How To Keep F**king Up: The 10 Step Plan.

grumpysmurf

If you’re (un)happy and you know it raise your hand.

Not sure if this is you? Wondering if you’ve fully embraced your inner, pouty three-year-old self? Not ready to leave your pity party just yet? Well then, please do continue with the following behaviors:

1. Blame Darwin

Deny that evolution is happening all day, every day, like it or not.

Refuse to change, resist anything new, continue doing what you always do, because you’ve always done it that way and you like it like that. Complain that no one gets it, no one understands you and people should recognize that you are right and they are wrong.

Take the same routes every time. Stick to your daily routine. Order the safe food on the menu. Blame others when things don’t go your way. Consider everything that you know and love as good and view anything that is different or new as bad. Keep your arms crossed and your mind closed.

Be the latter half of this analogy:

Flexible:Rigid as Gumby:You

2. Be An Ostrich

Ignore the problem. Swim in the river of De’Nile. Pretend it doesn’t exist. Avoid mirrors at all costs. Keep blinders on during the day and wear sunglasses at night. Frequently travel through tunnels. Plug your ears and sing, “la, la, la, la, la” every time someone mentions it. Give the elephant in the room a blanket, pillow and a snack. Bury yourself in other tasks to distract yourself. Do not come up for air until absolutely necessary.

3. Do It Later

Crown yourself the Procrastination Prince(ess). Make an actual crown. And sash. (A cape might be overkill so just put one in your Pinterest closet.) Do some laundry. Make some lists and do none of the items on them. Write some good intentions down. Share some grand ideas. Do some dishes. Phone a friend. Play Candy Crush. Catch up on the “news.” Find 40 other high priority tasks.

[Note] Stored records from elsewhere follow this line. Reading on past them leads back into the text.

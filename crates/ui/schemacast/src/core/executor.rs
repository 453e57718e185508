/*!
Task executor.

Interprets `Effect::Async(TaskKind)` outside the event loop:

- The loop calls [`TaskExecutor::spawn`], which allocates a task id and sends
  a `Dispatch` over an unbounded channel.
- A single `Worker` pulls dispatches and starts one Tokio task per dispatch,
  so a slow publish never holds up a schema fetch.
- Every task ends by emitting exactly one `InternalEvent::Task(TaskResult)`
  back into the loop.

Deadlines live here, not in the gateways: publish and consumer open are
bounded by [`PUBLISH_TIMEOUT`], fetches by [`CONSUME_TIMEOUT`].

The executor never panics on purpose. If the loop has gone away the result is
dropped; a consumer handle inside it is closed first.
*/

use std::sync::atomic::{AtomicU64, Ordering};
use std::sync::Arc;
use std::time::Duration;

use tokio::sync::mpsc;
use tracing::{debug, info, warn};

use crate::core::effects::{InternalEvent, TaskKind, TaskResult};
use crate::services::kafka::{Broker, BrokerError, ConsumerHandle};
use crate::services::registry::SchemaRegistry;

pub const PUBLISH_TIMEOUT: Duration = Duration::from_secs(10);
pub const CONSUME_TIMEOUT: Duration = Duration::from_secs(5);

/// Monotonic task identifier type.
pub type TaskId = u64;

/// Remote collaborators the tasks talk to.
#[derive(Clone)]
pub struct Gateways {
    pub registry: Arc<dyn SchemaRegistry>,
    /// `None` when no bootstrap servers are configured.
    pub broker: Option<Arc<dyn Broker>>,
}

/// Cloneable handle for scheduling background tasks.
#[derive(Clone)]
pub struct TaskExecutor {
    tx: mpsc::UnboundedSender<Dispatch>,
}

struct Dispatch {
    id: TaskId,
    kind: TaskKind,
}

impl TaskExecutor {
    /// Create the executor and spawn its worker. Must be called inside a Tokio runtime.
    pub fn new(gateways: Gateways, internal_tx: mpsc::UnboundedSender<InternalEvent>) -> Self {
        let (tx, rx) = mpsc::unbounded_channel::<Dispatch>();
        Worker {
            rx,
            gateways,
            internal_tx,
        }
        .spawn();
        Self { tx }
    }

    /// Schedule a task. Returns the allocated id for log correlation.
    pub fn spawn(&self, kind: TaskKind) -> TaskId {
        static NEXT_ID: AtomicU64 = AtomicU64::new(1);
        let id = NEXT_ID.fetch_add(1, Ordering::Relaxed);
        if let Err(e) = self.tx.send(Dispatch { id, kind }) {
            warn!("TaskExecutor channel closed; failed to schedule task {}", e.0.kind);
        }
        id
    }
}

struct Worker {
    rx: mpsc::UnboundedReceiver<Dispatch>,
    gateways: Gateways,
    internal_tx: mpsc::UnboundedSender<InternalEvent>,
}

impl Worker {
    fn spawn(mut self) {
        tokio::spawn(async move {
            while let Some(dispatch) = self.rx.recv().await {
                let gateways = self.gateways.clone();
                let tx = self.internal_tx.clone();
                tokio::spawn(async move {
                    let Dispatch { id, kind } = dispatch;
                    debug!("[task:{id}] start {kind}");
                    let result = run(&gateways, kind).await;
                    emit(&tx, id, result).await;
                });
            }
            info!("TaskExecutor worker stopped (channel closed)");
        });
    }
}

async fn emit(tx: &mpsc::UnboundedSender<InternalEvent>, id: TaskId, result: TaskResult) {
    if let Err(mpsc::error::SendError(event)) = tx.send(InternalEvent::Task(result)) {
        debug!("[task:{id}] loop gone; result dropped");
        let consumer = match event {
            InternalEvent::Task(TaskResult::Fetched { consumer, .. }) => Some(consumer),
            InternalEvent::Task(TaskResult::ConsumerOpened { result: Ok(consumer), .. }) => {
                Some(consumer)
            }
            _ => None,
        };
        if let Some(consumer) = consumer {
            consumer.close().await;
        }
    }
}

fn broker(gateways: &Gateways) -> Result<&Arc<dyn Broker>, BrokerError> {
    gateways.broker.as_ref().ok_or(BrokerError::NotConfigured)
}

async fn run(gateways: &Gateways, kind: TaskKind) -> TaskResult {
    match kind {
        TaskKind::ListSubjects => {
            let result = gateways.registry.list_subjects().await;
            if let Err(err) = &result {
                warn!(error = %err, "listing subjects failed");
            }
            TaskResult::SubjectsLoaded(result.map_err(|e| e.to_string()))
        }
        TaskKind::FetchSchema { tag } => {
            let result = gateways.registry.latest_schema(&tag.subject).await;
            match &result {
                Ok(found) => info!(
                    subject = %found.subject,
                    version = found.version,
                    id = found.id,
                    "schema fetched"
                ),
                Err(err) => warn!(subject = %tag.subject, error = %err, "schema fetch failed"),
            }
            TaskResult::SchemaLoaded {
                tag,
                result: result.map_err(|e| e.to_string()),
            }
        }
        TaskKind::Publish { tag, record } => {
            let topic = record.topic.clone();
            let result: Result<(), BrokerError> = async {
                let broker = broker(gateways)?;
                tokio::time::timeout(PUBLISH_TIMEOUT, broker.publish(record))
                    .await
                    .map_err(|_| BrokerError::Timeout(PUBLISH_TIMEOUT))?
            }
            .await;
            match &result {
                Ok(()) => info!(%topic, "message published"),
                Err(err) => warn!(%topic, error = %err, "publish failed"),
            }
            TaskResult::Published {
                tag,
                topic,
                result: result.map_err(|e| e.to_string()),
            }
        }
        TaskKind::OpenConsumer { tag, topic } => {
            let result: Result<ConsumerHandle, BrokerError> = async {
                let broker = broker(gateways)?;
                tokio::time::timeout(PUBLISH_TIMEOUT, broker.open_consumer(&topic))
                    .await
                    .map_err(|_| BrokerError::Timeout(PUBLISH_TIMEOUT))?
            }
            .await;
            if let Err(err) = &result {
                warn!(%topic, error = %err, "opening consumer failed");
            }
            TaskResult::ConsumerOpened {
                tag,
                result: result.map_err(|e| e.to_string()),
            }
        }
        TaskKind::Fetch {
            tag,
            mut consumer,
            max,
        } => {
            let result = consumer.fetch(max, CONSUME_TIMEOUT).await;
            match &result {
                Ok(outcome) => debug!(topic = consumer.topic(), ?outcome, "fetch finished"),
                Err(err) => warn!(topic = consumer.topic(), error = %err, "fetch failed"),
            }
            TaskResult::Fetched {
                tag,
                consumer,
                result: result.map_err(|e| e.to_string()),
            }
        }
    }
}

#[cfg(test)]
mod tests {
    use super::*;
    use crate::core::state::RequestTag;
    use crate::services::kafka::OutboundRecord;
    use crate::services::registry::{RegistryError, SubjectSchema};
    use async_trait::async_trait;

    struct Subjects;

    #[async_trait]
    impl SchemaRegistry for Subjects {
        async fn list_subjects(&self) -> Result<Vec<String>, RegistryError> {
            Ok(vec!["orders-value".into()])
        }

        async fn latest_schema(&self, subject: &str) -> Result<SubjectSchema, RegistryError> {
            Ok(SubjectSchema {
                subject: subject.into(),
                version: 1,
                id: 1,
                schema_type: None,
                schema: "\"string\"".into(),
            })
        }
    }

    struct Stalled;

    #[async_trait]
    impl Broker for Stalled {
        async fn publish(&self, _record: OutboundRecord) -> Result<(), BrokerError> {
            std::future::pending().await
        }

        async fn open_consumer(&self, _topic: &str) -> Result<ConsumerHandle, BrokerError> {
            std::future::pending().await
        }
    }

    fn tag() -> RequestTag {
        RequestTag {
            seq: 1,
            subject: "orders-value".into(),
            schema_id: Some(1),
        }
    }

    fn executor(broker: Option<Arc<dyn Broker>>) -> (TaskExecutor, mpsc::UnboundedReceiver<InternalEvent>) {
        let (tx, rx) = mpsc::unbounded_channel();
        let gateways = Gateways {
            registry: Arc::new(Subjects),
            broker,
        };
        (TaskExecutor::new(gateways, tx), rx)
    }

    #[tokio::test]
    async fn completions_come_back_as_internal_events() {
        let (exec, mut rx) = executor(None);
        exec.spawn(TaskKind::ListSubjects);
        match rx.recv().await {
            Some(InternalEvent::Task(TaskResult::SubjectsLoaded(Ok(subjects)))) => {
                assert_eq!(subjects, vec!["orders-value".to_string()]);
            }
            other => panic!("unexpected event: {other:?}"),
        }
    }

    #[tokio::test]
    async fn publish_without_broker_fails_fast() {
        let (exec, mut rx) = executor(None);
        exec.spawn(TaskKind::Publish {
            tag: tag(),
            record: OutboundRecord {
                topic: "orders".into(),
                key: None,
                value: vec![0, 0, 0, 0, 1],
            },
        });
        match rx.recv().await {
            Some(InternalEvent::Task(TaskResult::Published { result: Err(err), .. })) => {
                assert_eq!(err, "KAFKA_BOOTSTRAP_SERVERS not configured");
            }
            other => panic!("unexpected event: {other:?}"),
        }
    }

    #[tokio::test(start_paused = true)]
    async fn publish_is_bounded_by_timeout() {
        let (exec, mut rx) = executor(Some(Arc::new(Stalled)));
        exec.spawn(TaskKind::Publish {
            tag: tag(),
            record: OutboundRecord {
                topic: "orders".into(),
                key: None,
                value: vec![0, 0, 0, 0, 1],
            },
        });
        match rx.recv().await {
            Some(InternalEvent::Task(TaskResult::Published { result: Err(err), tag, .. })) => {
                assert_eq!(err, "timed out after 10s");
                assert_eq!(tag.seq, 1);
            }
            other => panic!("unexpected event: {other:?}"),
        }
    }
}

Turn and run in the other direction every time you even think about what you have waiting for you to complete. Actually, just go running instead. Or, maybe look up new running clothes online, less sweat, more fun.

Make a list like this one:

Ways to procrastinate

1.

4. Get Pissed Off

Be an anger ball. Get mad at everyone, everywhere. Join a conspiracy theorist group. Trust no one. Take everything personally, always. Have road rage. Have line rage. Lose your shit, regularly. Stop wearing blush because your cheeks are starting to look a little clownish from all that natural color generated by your perpetual state of on-fire.

Never. Let.. Anything. Go.

Harbor resentment and let it grow. Forgive no one. Do not pass go, do not move on, do not, under any circumstances, give anyone a second (or fifth, or fiftieth) chance because people don’t change.

5. Get Bent Out of Shape

Sigh, loudly, while rolling your eyes. See if you can get your shoulders all the way up to your ears before breakfast. Keep them there until after dinner. Work on your anger lines—glare and frown…a lot. Cross your arms in front of you, often. Keep your hands on your hips and purse your lips. Twitch a lot. Have your hands clasped behind your back while you pace.  Hunch over your desk. Stare at the ground when you walk. Stick your nose in the air. Look down on people. Tap your foot impatiently when your phone is buffering.

6. Be A Fun Sucker

Worry, all the time, about everything.

See the glass half empty and fret about the potential bacteria growth occurring on the surface level of the water. Stand at the bottom of the play structure, arms out, whisper screaming “beeeeeee carrrrrreeeeeeeffffffuuuuullllllll.” Make your kids wear life jackets at the beach…when there are no waves. Refuse to travel for fear of something going wrong. Attend parties only to serve the role of “Mom” and spend the entire time cleaning up and swapping out people’s vodka for water. Learn the emergency routes in every building you enter. Have an exit strategy for all daily activities. Carry caution tape with you wherever you go, and duct tape, for that matter. Be prepared, dammit.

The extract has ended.